Inherent ViceIs hippie noir a thing? Set in 1970 Los Angeles writer/director Paul Thomas Anderson‘s adaptation of Thomas Pynchon‘s novel of the same name follows the misadventures of pothead private investigator Larry “Doc” Sportello (Joaquin Phoenix). Doc is hired by his former girlfriend Shasta Fay Hepworth (Katherine Waterston), whom he has never gotten over, to foil a plot involving the forced incarceration of her current married boyfriend (Eric Roberts) into a mental institution in his family’s attempt to grab his millions.

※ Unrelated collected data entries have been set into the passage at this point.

//! Basic CLI E2E tests.
//!
//! Tests invoke the built binary against a throwaway data directory.

use std::io::Write;
use std::path::Path;
use std::process::{Command, Stdio};

fn command(data_dir: &Path) -> Command {
    let mut cmd = Command::new(env!("CARGO_BIN_EXE_brainflow"));
    cmd.env("BRAINFLOW_DATA_DIR", data_dir).env("BRAINFLOW_LOG", "off");
    cmd
}

/// Run a CLI command and return (stdout, stderr, exit code).
fn run_cli(data_dir: &Path, args: &[&str]) -> (String, String, i32) {
    let output = command(data_dir)
        .args(args)
        .output()
        .expect("Failed to execute CLI command");

    let stdout = String::from_utf8_lossy(&output.stdout).to_string();
    let stderr = String::from_utf8_lossy(&output.stderr).to_string();
    let code = output.status.code().unwrap_or(-1);

    (stdout, stderr, code)
}

fn run_cli_with_stdin(data_dir: &Path, args: &[&str], input: &str) -> (String, i32) {
    let mut child = command(data_dir)
        .args(args)
        .stdin(Stdio::piped())
        .stdout(Stdio::piped())
        .stderr(Stdio::piped())
        .spawn()
        .expect("Failed to spawn CLI command");
    child
        .stdin
        .take()
        .unwrap()
        .write_all(input.as_bytes())
        .unwrap();
    let output = child.wait_with_output().unwrap();
    (
        String::from_utf8_lossy(&output.stdout).to_string(),
        output.status.code().unwrap_or(-1),
    )
}

fn parse_json(json: &str) -> serde_json::Value {
    serde_json::from_str(json).expect("Failed to parse JSON output")
}

#[test]
fn test_extract_json() {
    let dir = tempfile::tempdir().unwrap();
    let (stdout, _, code) = run_cli(dir.path(), &["extract", "fix bug; update docs", "--json"]);
    assert_eq!(code, 0);
    assert_eq!(parse_json(&stdout), serde_json::json!(["fix bug", "update docs"]));
}

#[test]
fn test_extract_and_classify_leave_data_dir_untouched() {
    let dir = tempfile::tempdir().unwrap();
    run_cli(dir.path(), &["extract", "call mom"]);
    run_cli(dir.path(), &["classify", "check email"]);
    assert!(!dir.path().join("config.toml").exists());
    assert!(!dir.path().join("inbox.json").exists());
}

#[test]
fn test_extract_from_stdin() {
    let dir = tempfile::tempdir().unwrap();
    let (stdout, code) = run_cli_with_stdin(dir.path(), &["extract"], "- buy milk\n1. walk dog\n");
    assert_eq!(code, 0);
    assert_eq!(stdout, "1. buy milk\n2. walk dog\n");
}

#[test]
fn test_extract_from_file() {
    let dir = tempfile::tempdir().unwrap();
    let file = dir.path().join("dump.txt");
    std::fs::write(&file, "call mom\npay rent\n").unwrap();
    let (stdout, _, code) = run_cli(
        dir.path(),
        &["extract", "--file", file.to_str().unwrap(), "--json"],
    );
    assert_eq!(code, 0);
    assert_eq!(parse_json(&stdout), serde_json::json!(["call mom", "pay rent"]));
}

#[test]
fn test_classify_text_and_json() {
    let dir = tempfile::tempdir().unwrap();
    let (stdout, _, code) = run_cli(dir.path(), &["classify", "check", "email"]);
    assert_eq!(code, 0);
    assert!(stdout.contains("Category:    LOW"));

    let (stdout, _, code) = run_cli(
        dir.path(),
        &["classify", "design a new caching architecture", "--json"],
    );
    assert_eq!(code, 0);
    let json = parse_json(&stdout);
    assert_eq!(json["category"], "DEEP");
    assert_eq!(json["confidence"], "high");
}

#[test]
fn test_classify_explain_includes_scores() {
    let dir = tempfile::tempdir().unwrap();
    let (stdout, _, code) = run_cli(
        dir.path(),
        &["classify", "file the documents", "--json", "--explain"],
    );
    assert_eq!(code, 0);
    let json = parse_json(&stdout);
    assert_eq!(json["category"], "NONE");
    assert_eq!(json["scores"]["none"], 1);
    assert_eq!(json["complexity"], "medium");
}

#[test]
fn test_classify_too_short_fails() {
    let dir = tempfile::tempdir().unwrap();
    let (stdout, stderr, code) = run_cli(dir.path(), &["classify", "hi", "--json"]);
    assert_eq!(code, 1);
    assert!(parse_json(&stdout)["error"].as_str().unwrap().contains("too short"));
    assert!(stderr.contains("error:"));
}

#[test]
fn test_dump_save_and_inbox_lifecycle() {
    let dir = tempfile::tempdir().unwrap();
    let (_, _, code) = run_cli(dir.path(), &["dump", "check email\nfile the documents", "--save"]);
    assert_eq!(code, 0);

    let (stdout, _, code) = run_cli(dir.path(), &["inbox", "list", "--json"]);
    assert_eq!(code, 0);
    let items = parse_json(&stdout);
    let items = items.as_array().unwrap();
    assert_eq!(items.len(), 2);
    assert_eq!(items[0]["text"], "check email");
    assert_eq!(items[0]["category"], "LOW");

    let id = items[1]["id"].as_str().unwrap().to_string();
    let (_, _, code) = run_cli(dir.path(), &["inbox", "override", &id[..8], "deep"]);
    assert_eq!(code, 0);

    let (stdout, _, _) = run_cli(dir.path(), &["inbox", "list", "--json", "--category", "DEEP"]);
    let deep = parse_json(&stdout);
    assert_eq!(deep.as_array().unwrap().len(), 1);
    assert_eq!(deep[0]["overridden"], true);
    assert_eq!(deep[0]["confidence"], serde_json::Value::Null);
    assert_eq!(deep[0]["explanation"], "Set manually to DEEP (Deep Focus).");

    let (_, _, code) = run_cli(dir.path(), &["inbox", "remove", &id]);
    assert_eq!(code, 0);
    let (stdout, _, code) = run_cli(dir.path(), &["inbox", "clear"]);
    assert_eq!(code, 0);
    assert!(stdout.contains("Removed 1 item(s)"));
}

#[test]
fn test_inbox_override_unknown_id_fails() {
    let dir = tempfile::tempdir().unwrap();
    let (_, stderr, code) = run_cli(dir.path(), &["inbox", "override", "nope", "LOW"]);
    assert_eq!(code, 1);
    assert!(stderr.contains("No inbox item matches 'nope'"));
}

#[test]
fn test_config_get_set_reset() {
    let dir = tempfile::tempdir().unwrap();
    let (stdout, _, code) = run_cli(dir.path(), &["config", "get", "extractor.dedupe"]);
    assert_eq!(code, 0);
    assert_eq!(stdout.trim(), "true");

    let (_, _, code) = run_cli(dir.path(), &["config", "set", "extractor.dedupe", "false"]);
    assert_eq!(code, 0);
    let (stdout, _, code) = run_cli(
        dir.path(),
        &["extract", "call mom\ncall mom please", "--json"],
    );
    assert_eq!(code, 0);
    assert_eq!(parse_json(&stdout), serde_json::json!(["call mom", "call mom please"]));

    let (_, _, code) = run_cli(dir.path(), &["config", "set", "extractor.dedupe", "maybe"]);
    assert_eq!(code, 1);
    let (_, _, code) = run_cli(dir.path(), &["config", "get", "nope.key"]);
    assert_eq!(code, 1);

    let (stdout, _, code) = run_cli(dir.path(), &["config", "list"]);
    assert_eq!(code, 0);
    assert!(stdout.contains("extractor.aggressive_fallback = true"));
    assert!(stdout.contains("extractor.dedupe = false"));
    assert!(stdout.contains("logging.level = warn"));

    let (_, _, code) = run_cli(dir.path(), &["config", "reset"]);
    assert_eq!(code, 0);
    let (stdout, _, _) = run_cli(dir.path(), &["config", "get", "extractor.dedupe"]);
    assert_eq!(stdout.trim(), "true");
}

#[test]
fn test_completions() {
    let dir = tempfile::tempdir().unwrap();
    let (stdout, _, code) = run_cli(dir.path(), &["completions", "bash"]);
    assert_eq!(code, 0);
    assert!(stdout.contains("brainflow"));
}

Filled with oddball characters with distinctive names, Inherent Vice is an intriguing blend of Pynchon’s writing with Anderson’s style featuring an all-star supporting cast of Josh Brolin as a L.A. police detective with an intense hatred for our P.I., Owen Wilson as a presumed dead musician whose wife (Jena Malone) hires Doc to discover the truth about his whereabouts, Hong Chau as “a small perfect Asian dewdrop” working at a massage profile where Doc is temporarily framed for murder, Reese Witherspoon as an Assistant District Attorney and another of Doc’s old flames, and Pretty Little LiarsSasha Pieterse as a young runaway with a drug problem supported by her doctor (Martin Short).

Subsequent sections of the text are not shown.